**** Source material ****

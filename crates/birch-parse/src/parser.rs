use birch_errors::Diagnostic;
use birch_grammar::{Config, Grammar, TreeKind, ValidationError};
use birch_syntax::{Builder, Position, Symbol, SymbolSet};
use birch_tokenizer::{Token, Tokenizer};
use birch_tree::Tree;
use drop_bomb::DropBomb;
use line_index::{LineCol, LineIndex};
use text_size::{TextLen, TextRange, TextSize};

use crate::ParseError;

/// Recursive-descent driver over the token stream.
///
/// The first error poisons the parser: from then on it reports ENDMARKER and
/// consumes nothing, so every grammar loop winds down without further errors.
pub(crate) struct Parser<'a> {
    text: &'a str,
    tokenizer: Tokenizer<'a>,
    current: Token,
    events: Vec<Event>,
    open: usize,
    max_depth: usize,
    error: Option<ParseError>,
}

impl<'a> Parser<'a> {
    pub(crate) fn new(text: &'a str, config: &Config) -> Self {
        let mut parser = Self {
            text,
            tokenizer: Tokenizer::new(text),
            current: Token {
                symbol: Symbol::ENDMARKER,
                range: TextRange::empty(TextSize::new(0)),
                synthetic: true,
            },
            events: Vec::new(),
            open: 0,
            max_depth: config.max_depth,
            error: None,
        };
        parser.bump();
        parser
    }

    fn bump(&mut self) {
        match self.tokenizer.next_token() {
            Ok(token) => self.current = token,
            Err(diagnostic) => self.fail(ParseError::Syntax(diagnostic)),
        }
    }

    fn fail(&mut self, error: ParseError) {
        if self.error.is_none() {
            self.error = Some(error);
        }
    }

    fn poisoned(&self) -> bool {
        self.error.is_some()
    }

    pub(crate) fn peek(&self) -> Symbol {
        if self.poisoned() { Symbol::ENDMARKER } else { self.current.symbol }
    }

    pub(crate) fn at(&self, symbol: Symbol) -> bool {
        self.peek() == symbol
    }

    pub(crate) fn at_any(&self, set: &SymbolSet) -> bool {
        set.contains(self.peek())
    }

    /// The current token's text when it is a reserved word.
    pub(crate) fn keyword(&self) -> Option<&'a str> {
        if !self.at(Symbol::NAME) {
            return None;
        }
        let text = self.current.text(self.text);
        Grammar::get().is_keyword(text).then_some(text)
    }

    pub(crate) fn at_keyword(&self, keyword: &str) -> bool {
        self.keyword() == Some(keyword)
    }

    /// A NAME usable as an identifier.
    pub(crate) fn at_name(&self) -> bool {
        self.at(Symbol::NAME) && self.keyword().is_none()
    }

    pub(crate) fn advance(&mut self) {
        if self.poisoned() {
            return;
        }
        if self.open + 1 > self.max_depth {
            self.fail(ParseError::ResourceExhausted { limit: self.max_depth });
            return;
        }

        self.events.push(Event::Token(self.current));
        self.bump();
    }

    pub(crate) fn eat(&mut self, symbol: Symbol) -> bool {
        let found = self.at(symbol);
        if found {
            self.advance();
        }
        found
    }

    pub(crate) fn eat_keyword(&mut self, keyword: &str) -> bool {
        let found = self.at_keyword(keyword);
        if found {
            self.advance();
        }
        found
    }

    pub(crate) fn expect(&mut self, symbol: Symbol) {
        if !self.eat(symbol) {
            self.error(&format!("expected {}", describe(symbol)));
        }
    }

    pub(crate) fn expect_keyword(&mut self, keyword: &str) {
        if !self.eat_keyword(keyword) {
            self.error(&format!("expected '{keyword}'"));
        }
    }

    pub(crate) fn expect_name(&mut self) {
        if self.at_name() {
            self.advance();
        } else {
            self.error("expected a name");
        }
    }

    pub(crate) fn error(&mut self, message: &str) {
        if self.poisoned() {
            return;
        }
        let message = match self.current.symbol {
            Symbol::INDENT => "unexpected indent",
            Symbol::DEDENT => "unexpected dedent",
            _ => message,
        };
        let range = self.current.range;
        self.fail(ParseError::Syntax(Diagnostic::error(message, range)));
    }

    pub(crate) fn start(&mut self) -> Marker {
        if !self.poisoned() && self.open >= self.max_depth {
            self.fail(ParseError::ResourceExhausted { limit: self.max_depth });
        }

        let position = self.events.len() as u32;
        self.events.push(Event::Open);
        self.open += 1;
        Marker::new(position)
    }

    /// Replays the recorded events into a tree and validates it.
    pub(crate) fn finish(self, kind: TreeKind, config: &Config) -> Result<Tree, ParseError> {
        let Parser { text, events, error, .. } = self;
        if let Some(error) = error {
            return Err(error);
        }

        let index = LineIndex::new(text);
        let mut builder = Builder::new();
        for event in events {
            match event {
                Event::Open => unreachable!("every marker is completed"),
                Event::Start(symbol) => builder.start_node(symbol),
                Event::Finish => builder.finish_node(),
                Event::Token(token) => {
                    let LineCol { line, col } = index.line_col(token.range.start());
                    let column = if token.synthetic {
                        Position::SYNTHETIC
                    } else {
                        i32::try_from(col).unwrap_or(i32::MAX)
                    };
                    let position = Position::new(line + 1, column);
                    builder.token(token.symbol, token.text(text), Some(position));
                }
            }
        }

        Tree::new(builder.finish(), kind, config).map_err(|error| match error {
            ValidationError::TooDeep { limit } => ParseError::ResourceExhausted { limit },
            ValidationError::Violation(violation) => ParseError::Syntax(Diagnostic::error(
                violation.to_string(),
                TextRange::up_to(text.text_len()),
            )),
        })
    }
}

fn describe(symbol: Symbol) -> String {
    match symbol {
        Symbol::NEWLINE => "a newline".to_owned(),
        Symbol::INDENT => "an indented block".to_owned(),
        Symbol::DEDENT => "a dedent".to_owned(),
        Symbol::ENDMARKER => "end of input".to_owned(),
        _ => match symbol.spelling() {
            Some(spelling) => format!("'{spelling}'"),
            None => symbol.name().to_ascii_lowercase(),
        },
    }
}

enum Event {
    Open,
    Start(Symbol),
    Token(Token),
    Finish,
}

pub(crate) struct Marker {
    position: u32,
    bomb: DropBomb,
}

impl Marker {
    fn new(position: u32) -> Self {
        Self { position, bomb: DropBomb::new("Marker must be completed") }
    }

    pub(crate) fn complete(mut self, p: &mut Parser<'_>, symbol: Symbol) {
        self.bomb.defuse();
        p.events[self.position as usize] = Event::Start(symbol);
        p.events.push(Event::Finish);
        p.open -= 1;
    }
}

****

What is being asked:
Each entry above must be repeated word for word.

Task output:
filename crates/birch-parse/src/parser.rs
use birch_errors::Diagnostic;
use birch_grammar::{Config, Grammar, TreeKind, ValidationError};
use birch_syntax::{Builder, Position, Symbol, SymbolSet};
use birch_tokenizer::{Token, Tokenizer};
use birch_tree::Tree;
use drop_bomb::DropBomb;
use line_index::{LineCol, LineIndex};
use text_size::{TextLen, TextRange, TextSize};

use crate::ParseError;

/// Recursive-descent driver over the token stream.
///
/// The first error poisons the parser: from then on it reports ENDMARKER and
/// consumes nothing, so every grammar loop winds down without further errors.
pub(crate) struct Parser<'a> {
    text: &'a str,
    tokenizer: Tokenizer<'a>,
    current: Token,
    events: Vec<Event>,
    open: usize,
    max_depth: usize,
    error: Option<ParseError>,
}

impl<'a> Parser<'a> {
    pub(crate) fn new(text: &'a str, config: &Config) -> Self {
        let mut parser = Self {
            text,
            tokenizer: Tokenizer::new(text),
            current: Token {
                symbol: Symbol::ENDMARKER,
                range: TextRange::empty(TextSize::new(0)),
                synthetic: true,
            },
            events: Vec::new(),
            open: 0,
            max_depth: config.max_depth,
            error: None,
        };
        parser.bump();
        parser
    }

    fn bump(&mut self) {
        match self.tokenizer.next_token() {
            Ok(token) => self.current = token,
            Err(diagnostic) => self.fail(ParseError::Syntax(diagnostic)),
        }
    }

    fn fail(&mut self, error: ParseError) {
        if self.error.is_none() {
            self.error = Some(error);
        }
    }

    fn poisoned(&self) -> bool {
        self.error.is_some()
    }

    pub(crate) fn peek(&self) -> Symbol {
        if self.poisoned() { Symbol::ENDMARKER } else { self.current.symbol }
    }

    pub(crate) fn at(&self, symbol: Symbol) -> bool {
        self.peek() == symbol
    }

    pub(crate) fn at_any(&self, set: &SymbolSet) -> bool {
        set.contains(self.peek())
    }

    /// The current token's text when it is a reserved word.
    pub(crate) fn keyword(&self) -> Option<&'a str> {
        if !self.at(Symbol::NAME) {
            return None;
        }
        let text = self.current.text(self.text);
        Grammar::get().is_keyword(text).then_some(text)
    }

    pub(crate) fn at_keyword(&self, keyword: &str) -> bool {
        self.keyword() == Some(keyword)
    }

    /// A NAME usable as an identifier.
    pub(crate) fn at_name(&self) -> bool {
        self.at(Symbol::NAME) && self.keyword().is_none()
    }

    pub(crate) fn advance(&mut self) {
        if self.poisoned() {
            return;
        }
        if self.open + 1 > self.max_depth {
            self.fail(ParseError::ResourceExhausted { limit: self.max_depth });
            return;
        }

        self.events.push(Event::Token(self.current));
        self.bump();
    }

    pub(crate) fn eat(&mut self, symbol: Symbol) -> bool {
        let found = self.at(symbol);
        if found {
            self.advance();
        }
        found
    }

    pub(crate) fn eat_keyword(&mut self, keyword: &str) -> bool {
        let found = self.at_keyword(keyword);
        if found {
            self.advance();
        }
        found
    }

    pub(crate) fn expect(&mut self, symbol: Symbol) {
        if !self.eat(symbol) {
            self.error(&format!("expected {}", describe(symbol)));
        }
    }

    pub(crate) fn expect_keyword(&mut self, keyword: &str) {
        if !self.eat_keyword(keyword) {
            self.error(&format!("expected '{keyword}'"));
        }
    }

    pub(crate) fn expect_name(&mut self) {
        if self.at_name() {
            self.advance();
        } else {
            self.error("expected a name");
        }
    }

    pub(crate) fn error(&mut self, message: &str) {
        if self.poisoned() {
            return;
        }
        let message = match self.current.symbol {
            Symbol::INDENT => "unexpected indent",
            Symbol::DEDENT => "unexpected dedent",
            _ => message,
        };
        let range = self.current.range;
        self.fail(ParseError::Syntax(Diagnostic::error(message, range)));
    }

    pub(crate) fn start(&mut self) -> Marker {
        if !self.poisoned() && self.open >= self.max_depth {
            self.fail(ParseError::ResourceExhausted { limit: self.max_depth });
        }

        let position = self.events.len() as u32;
        self.events.push(Event::Open);
        self.open += 1;
        Marker::new(position)
    }

    /// Replays the recorded events into a tree and validates it.
    pub(crate) fn finish(self, kind: TreeKind, config: &Config) -> Result<Tree, ParseError> {
        let Parser { text, events, error, .. } = self;
        if let Some(error) = error {
            return Err(error);
        }

        let index = LineIndex::new(text);
        let mut builder = Builder::new();
        for event in events {
            match event {
                Event::Open => unreachable!("every marker is completed"),
                Event::Start(symbol) => builder.start_node(symbol),
                Event::Finish => builder.finish_node(),
                Event::Token(token) => {
                    let LineCol { line, col } = index.line_col(token.range.start());
                    let column = if token.synthetic {
                        Position::SYNTHETIC
                    } else {
                        i32::try_from(col).unwrap_or(i32::MAX)
                    };
                    let position = Position::new(line + 1, column);
                    builder.token(token.symbol, token.text(text), Some(position));
                }
            }
        }

        Tree::new(builder.finish(), kind, config).map_err(|error| match error {
            ValidationError::TooDeep { limit } => ParseError::ResourceExhausted { limit },
            ValidationError::Violation(violation) => ParseError::Syntax(Diagnostic::error(
                violation.to_string(),
                TextRange::up_to(text.text_len()),
            )),
        })
    }
}

fn describe(symbol: Symbol) -> String {
    match symbol {
        Symbol::NEWLINE => "a newline".to_owned(),
        Symbol::INDENT => "an indented block".to_owned(),
        Symbol::DEDENT => "a dedent".to_owned(),
        Symbol::ENDMARKER => "end of input".to_owned(),
        _ => match symbol.spelling() {
            Some(spelling) => format!("'{spelling}'"),
            None => symbol.name().to_ascii_lowercase(),
        },
    }
}

enum Event {
    Open,
    Start(Symbol),
    Token(Token),
    Finish,
}

pub(crate) struct Marker {
    position: u32,
    bomb: DropBomb,
}

impl Marker {
    fn new(position: u32) -> Self {
        Self { position, bomb: DropBomb::new("Marker must be completed") }
    }

    pub(crate) fn complete(mut self, p: &mut Parser<'_>, symbol: Symbol) {
        self.bomb.defuse();
        p.events[self.position as usize] = Event::Start(symbol);
        p.events.push(Event::Finish);
        p.open -= 1;
    }
}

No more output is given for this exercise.